◆ **DATA SHOWN**
use std::collections::{BTreeMap, HashMap};

use crate::{
    activity::{Activity, ActivityKind, AgeEnd},
    occurrences::remaining_occurrences,
    profile::AgeContext,
};

/// Overview of an activity set: what kinds, which categories, how much money.
#[derive(Clone, Debug, Default, PartialEq)]
pub struct DataSummary {
    pub total: usize,
    pub active: usize,
    pub user_created: usize,
    pub with_fixed_end: usize,
    pub by_kind: BTreeMap<ActivityKind, usize>,
    /// Most common first, at most ten.
    pub top_categories: Vec<(String, usize)>,
    pub category_count: usize,
    /// Sum of one payment of every financial activity, per currency.
    pub per_unit_totals: BTreeMap<String, f64>,
    /// What the active financial activities still cost over a lifetime, per currency.
    pub remaining_spend: BTreeMap<String, f64>,
}

impl DataSummary {
    pub const TOP_CATEGORIES: usize = 10;

    pub fn new<'a>(
        activities: impl IntoIterator<Item = &'a Activity>,
        ctx: Option<&AgeContext>,
    ) -> Self {
        let mut summary = Self::default();
        let mut categories: HashMap<&str, usize> = HashMap::new();

        for activity in activities {
            summary.total += 1;
            *summary.by_kind.entry(activity.kind).or_default() += 1;
            *categories.entry(activity.category.as_str()).or_default() += 1;

            if activity.is_active {
                summary.active += 1;
            }
            if activity.user_created {
                summary.user_created += 1;
            }
            if matches!(activity.age_range.end, AgeEnd::Fixed(_)) {
                summary.with_fixed_end += 1;
            }

            let Some(financial) = &activity.financial else {
                continue;
            };

            *summary
                .per_unit_totals
                .entry(financial.currency.clone())
                .or_default() += financial.amount;

            if let (Some(ctx), true) = (ctx, activity.is_active) {
                let remaining = remaining_occurrences(activity, ctx) as f64;
                *summary
                    .remaining_spend
                    .entry(financial.currency.clone())
                    .or_default() += financial.amount * remaining;
            }
        }

        let mut categories: Vec<(String, usize)> = categories
            .into_iter()
            .map(|(name, count)| (name.to_string(), count))
            .collect();
        categories.sort_by(|a, b| b.1.cmp(&a.1).then_with(|| a.0.cmp(&b.0)));
        summary.category_count = categories.len();
        categories.truncate(Self::TOP_CATEGORIES);
        summary.top_categories = categories;

        summary
    }

    /// Share of all activities, as a percentage.
    pub fn share(&self, count: usize) -> f64 {
        if self.total == 0 {
            0.
        } else {
            count as f64 / self.total as f64 * 100.
        }
    }
}

#[cfg(test)]
mod tests {
    use super::*;
    use crate::{
        activity::{AgeRange, Financial},
        frequency::{Frequency, Period},
    };

    fn money(amount: f64, currency: &str) -> Financial {
        Financial {
            amount,
            unit: "month".into(),
            currency: currency.into(),
        }
    }

    fn sample() -> Vec<Activity> {
        let monthly = Frequency::new(1., Period::Month);
        vec![
            Activity::experiential("Sunset", Frequency::new(1., Period::Week)).with_category("nature"),
            Activity::experiential("Hike", Frequency::new(1., Period::Month))
                .with_category("nature")
                .with_age_range(AgeRange::new(0., AgeEnd::Fixed(70.))),
            Activity::financial("Netflix", monthly, money(15.99, "USD")).with_category("subscriptions"),
            Activity::financial("Spotify", monthly, money(10., "USD"))
                .with_category("subscriptions")
                .inactive(),
            Activity::financial("Rent", monthly, money(900., "EUR")).with_category("housing"),
            Activity::quote("Seneca", "Carpe diem - Horace").with_category("reflection"),
        ]
    }

    #[test]
    fn counts() {
        let activities = sample();
        let summary = DataSummary::new(&activities, None);

        assert_eq!(summary.total, 6);
        assert_eq!(summary.active, 5);
        assert_eq!(summary.with_fixed_end, 1);
        assert_eq!(summary.by_kind[&ActivityKind::Financial], 3);
        assert_eq!(summary.by_kind[&ActivityKind::Experiential], 2);
        assert_eq!(summary.by_kind[&ActivityKind::Quote], 1);
        assert_eq!(summary.category_count, 4);
        assert_eq!(summary.top_categories[0], ("nature".to_string(), 2));
        assert_eq!(summary.top_categories[1], ("subscriptions".to_string(), 2));
        assert!((summary.per_unit_totals["USD"] - 25.99).abs() < 1e-9);
        assert_eq!(summary.per_unit_totals["EUR"], 900.);
        assert!(summary.remaining_spend.is_empty());
        assert!((summary.share(summary.active) - 83.333).abs() < 0.01);
    }

    #[test]
    fn remaining_spend_skips_inactive() {
        let activities = sample();
        let ctx = AgeContext::new(57., 77.);
        let summary = DataSummary::new(&activities, Some(&ctx));

        // 240 more months of netflix, spotify is inactive
        assert!((summary.remaining_spend["USD"] - 15.99 * 240.).abs() < 1e-6);
        assert_eq!(summary.remaining_spend["EUR"], 900. * 240.);
    }

    #[test]
    fn empty() {
        let none: Vec<Activity> = vec![];
        let summary = DataSummary::new(&none, None);
        assert_eq!(summary.total, 0);
        assert_eq!(summary.share(0), 0.);
    }
}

◆ **ASSIGNMENT**
Your task is to find every line above containing the word "amount" and copy it.

◆ **OUTPUT OF THE EXERCISE**
                .or_default() += financial.amount;
                    .or_default() += financial.amount * remaining;
    fn money(amount: f64, currency: &str) -> Financial {
            amount,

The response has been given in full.